More than a quarter century has passed since Woese et al. (1) proposed a natural system for classifying Bacteria, Archaea, and Eukarya based on comparisons of gene sequences of the small ribosomal subunit (SSU). In the ensuing years, this method has become a standard for identifying Bacteria and Archaea (prokaryotes) (2). Ideally, when supplemented with additional phenotypic and genotypic data (polyphasic data), it provides a rich description of each strain that places it into a biologically meaningful context (3). Coverage of the 16,343 species, subspecies, and higher taxa with validly published names is nearly complete, with each being anchored by one or more high-quality 16S rRNA reference sequences derived from type strains (4). This represents a unique and unparalleled resource in the life sciences and is analogous to a base map onto which related strains and metadata can be mapped (5, 6). It also serves as the ultimate reference source against which new identification methods must be continuously evaluated and validated, and the source of new knowledge and new names that will ultimately be incorporated into systems intended for use in clinical and quality control microbiology laboratories.

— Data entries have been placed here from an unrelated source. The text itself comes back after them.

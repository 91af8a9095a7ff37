//! Error types for swcache
//!
//! All modules use `SwcacheResult<T>` as their return type.

use std::path::PathBuf;
use thiserror::Error;

/// Result type alias for swcache operations
pub type SwcacheResult<T> = Result<T, SwcacheError>;

/// All errors that can occur in swcache
#[derive(Error, Debug)]
pub enum SwcacheError {
    // Configuration errors
    #[error("Invalid configuration at {path}: {reason}")]
    ConfigInvalid { path: PathBuf, reason: String },

    #[error("Failed to create config directory {path}: {source}")]
    ConfigDirCreate {
        path: PathBuf,
        #[source]
        source: std::io::Error,
    },

    #[error("Invalid scope URL '{0}'. Expected an absolute http(s) URL")]
    InvalidScope(String),

    // Network errors
    #[error("Network request failed: {url}: {reason}")]
    Network { url: String, reason: String },

    #[error("Request to {url} returned status {status}")]
    BadStatus { url: String, status: u16 },

    // Version descriptor errors
    #[error("Version descriptor unavailable: {0}")]
    DescriptorUnavailable(String),

    // Cache store errors
    #[error("Cache store error in {store}: {reason}")]
    Store { store: String, reason: String },

    #[error("Request not cacheable: {0}")]
    NotCacheable(String),

    #[error("Failed to populate cache {store}: {reason}")]
    InstallFailed { store: String, reason: String },

    // Lifecycle errors
    #[error("Worker is {state}, cannot {operation}")]
    InvalidState { state: String, operation: String },

    // IO errors
    #[error("IO error: {context}")]
    Io {
        context: String,
        #[source]
        source: std::io::Error,
    },

    // Serialization errors
    #[error("JSON error: {0}")]
    Json(#[from] serde_json::Error),

    #[error("TOML parse error: {0}")]
    TomlParse(#[from] toml::de::Error),

    #[error("TOML serialize error: {0}")]
    TomlSerialize(#[from] toml::ser::Error),

    // General errors
    #[error("Internal error: {0}")]
    Internal(String),

    #[error("{0}")]
    User(String),
}

impl SwcacheError {
    /// Create an IO error with context
    pub fn io(context: impl Into<String>, source: std::io::Error) -> Self {
        Self::Io {
            context: context.into(),
            source,
        }
    }

    /// Create a network failure error
    pub fn network(url: impl Into<String>, reason: impl ToString) -> Self {
        Self::Network {
            url: url.into(),
            reason: reason.to_string(),
        }
    }

    /// Create a cache store error
    pub fn store(store: impl Into<String>, reason: impl ToString) -> Self {
        Self::Store {
            store: store.into(),
            reason: reason.to_string(),
        }
    }

    /// Whether this error is a network rejection (as opposed to an HTTP status)
    pub fn is_network(&self) -> bool {
        matches!(self, Self::Network { .. })
    }

    /// Get actionable hint for the error
    pub fn hint(&self) -> Option<&'static str> {
        match self {
            Self::InvalidScope(_) => Some("Set app.scope in the file shown by: swcache config path"),
            Self::Network { .. } => Some("Check the scope URL, or use --offline to serve from cache"),
            Self::InstallFailed { .. } => {
                Some("Every asset must be reachable for install to succeed")
            }
            Self::ConfigInvalid { .. } => Some("Run: swcache config show"),
            _ => None,
        }
    }
}
//! Request and response values exchanged with the host
//!
//! These mirror the subset of the Fetch API the cache lifecycle needs:
//! a method, an absolute URL and a cache mode on the way out, and a
//! status, headers and a fully buffered body on the way back.

use crate::error::{SwcacheError, SwcacheResult};
use serde::{Deserialize, Serialize};
use std::collections::BTreeMap;
use std::fmt;
use url::Url;

/// Cache mode of an outgoing request
#[derive(Debug, Clone, Copy, PartialEq, Eq, Default, Serialize, Deserialize)]
#[serde(rename_all = "kebab-case")]
pub enum CacheMode {
    /// Let intermediaries decide
    #[default]
    Default,
    /// Bypass every HTTP cache on the way to the origin
    NoStore,
}

impl CacheMode {
    /// Request headers that enforce this mode on the wire
    pub fn headers(&self) -> &'static [(&'static str, &'static str)] {
        match self {
            Self::Default => &[],
            Self::NoStore => &[("Cache-Control", "no-store"), ("Pragma", "no-cache")],
        }
    }
}

/// An outgoing request
#[derive(Debug, Clone, PartialEq, Eq, Serialize, Deserialize)]
pub struct Request {
    /// HTTP method, upper case
    pub method: String,
    /// Absolute URL
    pub url: String,
    /// Cache mode for the network fetch
    #[serde(default)]
    pub cache: CacheMode,
}

impl Request {
    /// Create a GET request for an absolute URL
    pub fn get(url: impl Into<String>) -> Self {
        Self {
            method: "GET".to_string(),
            url: url.into(),
            cache: CacheMode::Default,
        }
    }

    /// Set the HTTP method
    pub fn with_method(mut self, method: &str) -> Self {
        self.method = method.to_ascii_uppercase();
        self
    }

    /// Set the cache mode
    pub fn with_cache(mut self, cache: CacheMode) -> Self {
        self.cache = cache;
        self
    }

    /// Key under which a cache store files this request.
    ///
    /// The fragment never reaches the network, so it is not part of the key.
    /// URLs that do not parse are keyed verbatim.
    pub fn cache_key(&self) -> String {
        match Url::parse(&self.url) {
            Ok(mut url) => {
                url.set_fragment(None);
                url.into()
            }
            Err(_) => self.url.clone(),
        }
    }

    /// URL scheme, lower-cased
    pub fn scheme(&self) -> Option<String> {
        Url::parse(&self.url).ok().map(|url| url.scheme().to_string())
    }

    /// Check that a store will accept this request paired with `response`.
    ///
    /// Only GET requests over http(s) are storable, and partial content
    /// responses are refused.
    pub fn check_cacheable(&self, response: &Response) -> SwcacheResult<()> {
        if self.method != "GET" {
            return Err(SwcacheError::NotCacheable(format!(
                "method {} is not GET: {}",
                self.method, self.url
            )));
        }
        match self.scheme().as_deref() {
            Some("http") | Some("https") => {}
            _ => {
                return Err(SwcacheError::NotCacheable(format!(
                    "unsupported scheme: {}",
                    self.url
                )))
            }
        }
        if response.status == 206 {
            return Err(SwcacheError::NotCacheable(format!(
                "partial response: {}",
                self.url
            )));
        }
        Ok(())
    }
}

impl fmt::Display for Request {
    fn fmt(&self, f: &mut fmt::Formatter<'_>) -> fmt::Result {
        write!(f, "{} {}", self.method, self.url)
    }
}

/// A fully buffered response
#[derive(Debug, Clone, PartialEq, Eq, Serialize, Deserialize)]
pub struct Response {
    /// HTTP status code
    pub status: u16,
    /// Response headers, lower-cased names
    pub headers: BTreeMap<String, String>,
    /// Response body
    #[serde(skip)]
    pub body: Vec<u8>,
}

impl Response {
    /// Create a response with a status and body
    pub fn new(status: u16, body: impl Into<Vec<u8>>) -> Self {
        Self {
            status,
            headers: BTreeMap::new(),
            body: body.into(),
        }
    }

    /// Create a 200 response
    pub fn ok(body: impl Into<Vec<u8>>) -> Self {
        Self::new(200, body)
    }

    /// Add a header
    pub fn with_header(mut self, name: &str, value: impl Into<String>) -> Self {
        self.headers
            .insert(name.to_ascii_lowercase(), value.into());
        self
    }

    /// Whether the status is in the 2xx range
    pub fn is_ok(&self) -> bool {
        (200..300).contains(&self.status)
    }

    /// Look up a header by name
    pub fn header(&self, name: &str) -> Option<&str> {
        self.headers
            .get(&name.to_ascii_lowercase())
            .map(String::as_str)
    }
}

/// Resolve a path against the worker scope URL.
///
/// Absolute URLs pass through. Everything else is joined with the scope the
/// way a browser resolves a relative reference.
pub fn resolve_url(scope: &str, path: &str) -> SwcacheResult<String> {
    let base = Url::parse(scope).map_err(|_| SwcacheError::InvalidScope(scope.to_string()))?;
    if base.cannot_be_a_base() || base.host_str().map_or(true, str::is_empty) {
        return Err(SwcacheError::InvalidScope(scope.to_string()));
    }

    let resolved = base
        .join(path)
        .map_err(|e| SwcacheError::User(format!("Cannot resolve {} against {}: {}", path, scope, e)))?;
    Ok(resolved.into())
}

Although 16S rRNA sequence analysis will remain one of the first steps in contemporary identification schemes for both cultured and uncultured prokaryotes in the foreseeable future, there is already a movement under way to employ whole-genome sequences (WGS) as the next logical step in classification schemes (712). Comparisons of WGS may overcome the principal shortcoming of 16S rRNA sequence analysis (limited taxonomic resolution) (2, 3); can provide direct evidence about the metabolic, structural, and functional potential of an organism; and can provide indirect evidence by inference about the same properties of closely related species. However, WGS currently has shortcomings when it is used to place species into higher taxa.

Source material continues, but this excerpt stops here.